Quistione privata è!
di Sandro Russo

Ho provato un vago senso di allarme quando il mio amico Salvo, siciliano doc, da molti anni trapiantato a Roma mi ha convocato a casa sua per una cena in terrazza, approfittando dell’assenza della moglie che era fuori per qualche giorno con il nipotino piccolo.
– T’ai a parlari ’i cose gravi – mi aveva detto.
L’allarme è aumentato quando è venuta fuori la sua richiesta.
– Ti chiedo di farmi da “esecutore testamentario” – ha spiegato.
– Ma perché? Stai male? Hai qualcosa che non va? E poi… perché io?
– Te lo dico in poche parole: sto abbastanza bene; non c’è niente che non sai già. Poi perché sei mio amico, sei stato medico e sei anche l’unica persona a cui lo posso chiedere, visto che Marta di queste cose con vuole neanche sentir parlare.
Poi mi ha dato qualche informazione sulla figura dell’‘esecutore testamentario’, che in sostanza deve vigilare che non si facciano cose contro la volontà dell’estensore, né in fine vita né in morte.
A quel tempo stavamo tutti e due abbastanza bene in salute; lui ha solo quattro anni più di me. Ordinò qualcosa da mangiare a casa, sul suo terrazzo, da “Mizzica”, famoso locale dalle parti di piazza Bologna che fa anche consegne a domicilio; e mi spiegò per l’ennesima volta la differenza tra “arancini” e “arancine”.

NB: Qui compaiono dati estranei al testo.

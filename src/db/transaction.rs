//-
// Copyright (c) 2024, the Arcmail Developers
//
// This file is part of Arcmail.
//
// Arcmail is free software: you can  redistribute it and/or modify it under
// the terms of  the GNU General Public License as  published by the Free
// Software Foundation, either version 3 of the License, or (at your option)
// any later version.
//
// Arcmail is distributed in the hope that  it will be useful, but WITHOUT ANY
// WARRANTY; without  even the implied  warranty of MERCHANTABILITY  or FITNESS
// FOR  A PARTICULAR  PURPOSE.  See the  GNU General  Public  License for  more
// details.
//
// You should have received a copy of the GNU General Public License along with
// Arcmail. If not, see <http://www.gnu.org/licenses/>.

//! Write transactions over the store.
//!
//! A `Transaction` carries a queue of pending `Query` objects. Failure of
//! any statement poisons the transaction unless the statement allows
//! failure; a poisoned transaction refuses everything except
//! `rollback to savepoint`, which restores it (the discipline helper-row
//! creators rely on to survive lost insert races). Dropping an unresolved
//! transaction rolls it back.

use std::collections::VecDeque;

use log::{debug, error};

use super::query::QueryRef;
use super::Connection;
use crate::support::error::Error;

#[derive(Clone, Debug, PartialEq)]
enum TxState {
    Active,
    Failed(String),
    Committed,
    RolledBack,
}

pub struct Transaction<'a> {
    cxn: &'a mut Connection,
    queue: VecDeque<QueryRef>,
    state: TxState,
}

impl<'a> Transaction<'a> {
    pub(super) fn begin(cxn: &'a mut Connection) -> Result<Self, Error> {
        cxn.execute_batch("BEGIN IMMEDIATE")?;
        Ok(Transaction {
            cxn,
            queue: VecDeque::new(),
            state: TxState::Active,
        })
    }

    /// Adds `q` to the pending queue without executing anything.
    pub fn enqueue(&mut self, q: &QueryRef) {
        self.queue.push_back(QueryRef::clone(q));
    }

    /// Executes every pending statement in order.
    ///
    /// While the transaction is poisoned, statements complete as failed
    /// without touching the store, except a `rollback to savepoint` which
    /// executes and clears the poisoned state.
    pub fn execute(&mut self) {
        while let Some(q) = self.queue.pop_front() {
            let mut q = q.borrow_mut();

            if let TxState::Failed(ref cause) = self.state {
                if is_savepoint_rollback(q.sql()) {
                    match self.cxn.run_raw(&mut q) {
                        Ok(()) => {
                            q.set_done();
                            self.state = TxState::Active;
                        },
                        Err(e) => q.set_failed(e.to_string()),
                    }
                } else {
                    q.set_failed(format!(
                        "transaction in failed state: {}",
                        cause
                    ));
                }
                continue;
            }

            match self.cxn.run_raw(&mut q) {
                Ok(()) => q.set_done(),
                Err(e) => {
                    let msg = e.to_string();
                    debug!("statement failed: {}: {}", msg, q.sql());
                    q.set_failed(msg.clone());
                    if !q.allows_failure() {
                        self.state = TxState::Failed(msg);
                    }
                },
            }
        }
    }

    /// Hook for owners awaiting query completion; execution is synchronous
    /// here, so this just drains whatever is still queued.
    pub fn notify(&mut self) {
        self.execute();
    }

    pub fn failed(&self) -> bool {
        matches!(self.state, TxState::Failed(_))
    }

    pub fn error(&self) -> Option<&str> {
        match self.state {
            TxState::Failed(ref e) => Some(e),
            _ => None,
        }
    }

    pub fn done(&self) -> bool {
        matches!(self.state, TxState::Committed | TxState::RolledBack)
    }

    /// Executes anything still pending, then commits.
    ///
    /// Committing a poisoned transaction rolls back instead and reports the
    /// original cause.
    pub fn commit(mut self) -> Result<(), Error> {
        self.execute();

        match self.state.clone() {
            TxState::Active => {
                self.cxn.execute_batch("COMMIT")?;
                self.state = TxState::Committed;
                Ok(())
            },
            TxState::Failed(cause) => {
                self.cxn.execute_batch("ROLLBACK")?;
                self.state = TxState::RolledBack;
                Err(Error::TransactionFailed(cause))
            },
            _ => Err(Error::TransactionCompleted),
        }
    }

    pub fn rollback(mut self) -> Result<(), Error> {
        match self.state {
            TxState::Active | TxState::Failed(_) => {
                self.cxn.execute_batch("ROLLBACK")?;
                self.state = TxState::RolledBack;
                Ok(())
            },
            _ => Err(Error::TransactionCompleted),
        }
    }
}

impl<'a> Drop for Transaction<'a> {
    fn drop(&mut self) {
        if matches!(self.state, TxState::Active | TxState::Failed(_)) {
            if let Err(e) = self.cxn.execute_batch("ROLLBACK") {
                error!("implicit rollback failed: {}", e);
            }
        }
    }
}

fn is_savepoint_rollback(sql: &str) -> bool {
    sql.trim_start()
        .get(..21)
        .map_or(false, |s| s.eq_ignore_ascii_case("rollback to savepoint"))
}

#[cfg(test)]
mod test {
    use super::super::query::Query;
    use super::super::Connection;
    use super::*;

    fn fixture() -> Connection {
        let mut cxn = Connection::open_in_memory().unwrap();
        {
            let mut t = cxn.transaction().unwrap();
            let q = Query::new(
                "insert into `flag_names` (`name`) values ('\\Seen')",
            );
            t.enqueue(&q);
            t.execute();
            t.commit().unwrap();
        }
        cxn
    }

    #[test]
    fn commit_persists() {
        let mut cxn = fixture();

        let q = Query::new("select count(*) as n from `flag_names`");
        cxn.run(&mut q.borrow_mut());
        let row = q.borrow_mut().next_row().unwrap();
        assert_eq!(1, row.get_i64("n"));
    }

    #[test]
    fn drop_rolls_back() {
        let mut cxn = Connection::open_in_memory().unwrap();
        {
            let mut t = cxn.transaction().unwrap();
            let q = Query::new(
                "insert into `flag_names` (`name`) values ('dropped')",
            );
            t.enqueue(&q);
            t.execute();
            // no commit
        }

        let q = Query::new("select count(*) as n from `flag_names`");
        cxn.run(&mut q.borrow_mut());
        assert_eq!(0, q.borrow_mut().next_row().unwrap().get_i64("n"));
    }

    #[test]
    fn failure_poisons_until_savepoint_rollback() {
        let mut cxn = fixture();
        let mut t = cxn.transaction().unwrap();

        let sp = Query::new("savepoint sp1");
        let bad = Query::new(
            "insert into `flag_names` (`name`) values ('\\SEEN')",
        );
        t.enqueue(&sp);
        t.enqueue(&bad);
        t.execute();

        assert!(bad.borrow().failed());
        assert!(bad.borrow().error().unwrap().contains("fn_uname"));
        assert!(t.failed());

        // While poisoned, ordinary statements fail without running.
        let skipped = Query::new(
            "insert into `flag_names` (`name`) values ('other')",
        );
        t.enqueue(&skipped);
        t.execute();
        assert!(skipped.borrow().failed());

        // rollback to savepoint restores the transaction.
        let rb = Query::new("rollback to savepoint sp1");
        let good = Query::new(
            "insert into `flag_names` (`name`) values ('\\Answered')",
        );
        t.enqueue(&rb);
        t.enqueue(&good);
        t.execute();

        assert!(!t.failed());
        assert!(!good.borrow().failed());
        t.commit().unwrap();
    }

    #[test]
    fn allow_failure_does_not_poison() {
        let mut cxn = fixture();
        let mut t = cxn.transaction().unwrap();

        let bad = Query::new(
            "insert into `flag_names` (`name`) values ('\\seen')",
        );
        bad.borrow_mut().set_allow_failure();
        t.enqueue(&bad);
        t.execute();

        assert!(bad.borrow().failed());
        assert!(!t.failed());
        t.commit().unwrap();
    }

    #[test]
    fn commit_of_poisoned_transaction_fails() {
        let mut cxn = fixture();
        let mut t = cxn.transaction().unwrap();

        let bad = Query::new("select * from `nonexistent`");
        t.enqueue(&bad);
        t.execute();

        assert_matches!(Err(Error::TransactionFailed(_)), t.commit());
    }
}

Passammo la serata a parlare delle cose di sempre, di cinema, di poesia, degli amici comuni; lui della Sicilia di quando era giovane, io della mia Ponza…

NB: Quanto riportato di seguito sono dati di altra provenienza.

impl HelperRowCreator {
    pub fn new(kind: InternKind, names: Vec<String>) -> Self {
        HelperRowCreator {
            kind,
            names,
            done: false,
            inserted: false,
            #[cfg(test)]
            force_insert_first: false,
        }
    }

    pub fn done(&self) -> bool {
        self.done
    }

    fn missing(&self) -> Vec<String> {
        self.names
            .iter()
            .filter(|n| self.kind.id(n).is_none())
            .unique()
            .cloned()
            .collect()
    }

    /// Runs the whole select/insert/re-select loop against `t`.
    ///
    /// On a unique-constraint failure the insert is rolled back to the
    /// savepoint (some peer inserted concurrently) and the loop retries;
    /// any other failure leaves the transaction poisoned for the caller
    /// to observe.
    pub fn execute(&mut self, t: &mut Transaction) {
        let savepoint = format!("{}_creator", self.kind.table_name());
        let mut have_savepoint = false;
        let mut skip_select = false;
        #[cfg(test)]
        {
            skip_select = self.force_insert_first;
        }

        // With a wire-protocol store peers can slip in between every
        // round; bound the retries all the same so a broken constraint
        // cannot wedge the loop.
        for _ in 0..16 {
            if !skip_select && !self.select(t) {
                break;
            }
            skip_select = false;

            let missing = self.missing();
            if missing.is_empty() {
                break;
            }

            if !have_savepoint {
                let q = Query::new(format!("savepoint {}", savepoint));
                t.enqueue(&q);
                have_savepoint = true;
            }

            let insert = self.make_insert(&missing);
            t.enqueue(&insert);
            t.execute();

            let insert = insert.borrow();
            if !insert.failed() {
                // We inserted, hit no race; re-select to learn the ids.
                self.inserted = true;
                continue;
            }

            let err = insert.error().unwrap_or("");
            if err.contains(self.kind.constraint()) {
                // We lost the race; roll back to the savepoint and look
                // at what the winner inserted.
                let q = Query::new(format!(
                    "rollback to savepoint {}",
                    savepoint
                ));
                t.enqueue(&q);
                t.execute();
            } else {
                // Total failure. The transaction is now in failed state;
                // nothing to do but let the owner see it.
                error!(
                    "{} insert failed: {}",
                    self.kind.table_name(),
                    err
                );
                self.done = true;
                have_savepoint = false;
                break;
            }
        }

        if have_savepoint {
            let q = Query::new(format!("release savepoint {}", savepoint));
            t.enqueue(&q);
            t.execute();
            if self.inserted {
                signal::notify(&format!(
                    "{}_extended",
                    self.kind.table_name()
                ));
            }
        }

        self.done = true;
        t.notify();
    }

    /// Selects ids for the still-uncached names; `false` means nothing was
    /// missing.
    fn select(&self, t: &mut Transaction) -> bool {
        let missing = self.missing();
        if missing.is_empty() {
            return false;
        }

        let column = if self.kind.case_insensitive() {
            "lower(`name`)"
        } else {
            "`name`"
        };
        let placeholders = (1..=missing.len())
            .map(|n| format!("${}", n))
            .join(",");
        let q = Query::new(format!(
            "select `id`, `name` from `{}` where {} in ({})",
            self.kind.table_name(),
            column,
            placeholders
        ));
        for name in &missing {
            if self.kind.case_insensitive() {
                q.borrow_mut().bind(name.to_lowercase());
            } else {
                q.borrow_mut().bind(name.as_str());
            }
        }

        t.enqueue(&q);
        t.execute();

        if q.borrow().failed() {
            warn!(
                "{} select failed: {}",
                self.kind.table_name(),
                q.borrow().error().unwrap_or("")
            );
            return true;
        }

        let mut q = q.borrow_mut();
        while let Some(row) = q.next_row() {
            self.kind.add(row.get_str("name"), row.get_u32("id"));
        }
        true
    }

    fn make_insert(&self, missing: &[String]) -> QueryRef {
        let values = (1..=missing.len())
            .map(|n| format!("(${})", n))
            .join(",");
        let q = Query::new(format!(
            "insert into `{}` (`name`) values {}",
            self.kind.table_name(),
            values
        ));
        for name in missing {
            q.borrow_mut().bind(name.as_str());
        }
        q
    }
}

Potrei dire che quell’impegno, dopo qualche giorno, me lo ero bello che dimenticato.

Sono con Salvo davanti all’ingresso della Riserva dello Zingaro. Ha insistito che lo accompagnassi in macchina da Roma in Sicilia. Marta era contraria al viaggio e non è voluta venire. Abbiamo preso un albergo a Castellamare del Golfo.
Con Salvo abbiamo parlato tante volte di questo posto. Di un’avventura che ebbi io, diversi anni fa quando, dopo aver fatto cinque-sei chilometri di attraversamento della Riserva, lungo tutta la costa, dall’ingresso da Castellammare fino al versante verso San Vito lo Capo, mi rifiutai di tornare indietro, sicuro che proseguendo, avrei trovato l’innesto con la provinciale. Tanto sicuro ero, di trovare una strada di connessione, che neanche provai a chiedere informazioni, all’ingresso. Neanche avevo acqua con me; me la vidi un po’ brutta!
– Minchione – mi interruppe Salvo la prima volta che raccontai questa storia – Quella strada non c’è, non fu mai fatta. È stata la stagione eroica della mia vita. Quando io e il mio gruppo di amici decidemmo “ca chella strata nun s’avìa a fari”. Boicottammo il cantiere in tutti i modi, non ultimo quello di andare a pisciare tutte le mattine nei serbatoi dei caterpillar che sbancavano la montagna.
Vivevamo in montagna, a mezza costa, vivevamo di fichi e fichidindia… accompagnandoli col pane, quando qualcuno faceva una puntatina in paese. Giravamo nudi, col costume da bagno legato a un bastone; facevamo il bagno, ci asciugavamo e ci tuffavamo di nuovo. Insomma, una vita come va vissuta.
Poi… i giornali non ne parlarono, ma il boicottaggio quella volta ebbe successo. La strada non si fece.
Ora Salvo mi ha chiesto di riaccompagnarlo proprio lì, all’ingresso della Riserva dello Zingaro. Gli ho fatto tutte le raccomandazioni e dato tutto quello che gli può servire. Anche lui mi ha raccomandato di farmi vedere molto in giro, di parlare con tutti in albergo, insomma… di crearmi un buon alibi, che sicuramente mi avrebbero interrogato.
Lui riesce ancora a camminare, ma ha dolori da ogni parte. Si aiuta con un bastone. Con una buona dose di antidolorifico riesce a muoversi anche abbastanza spedito. Dice solo – l’ha ripetuto più volte – che si è stancato di vivere.
Ci provo un’ultima volta: – Salvo, proprio sicuro sei?
– Nun ti priccupari, tra me e Idda, quistione privata è!
Questo racconto di Sandro Russo è il seguito ideale di un reportage sulla Riserva dello Zingaro, intitolato "La memoria del fuoco", scritto nel 2013.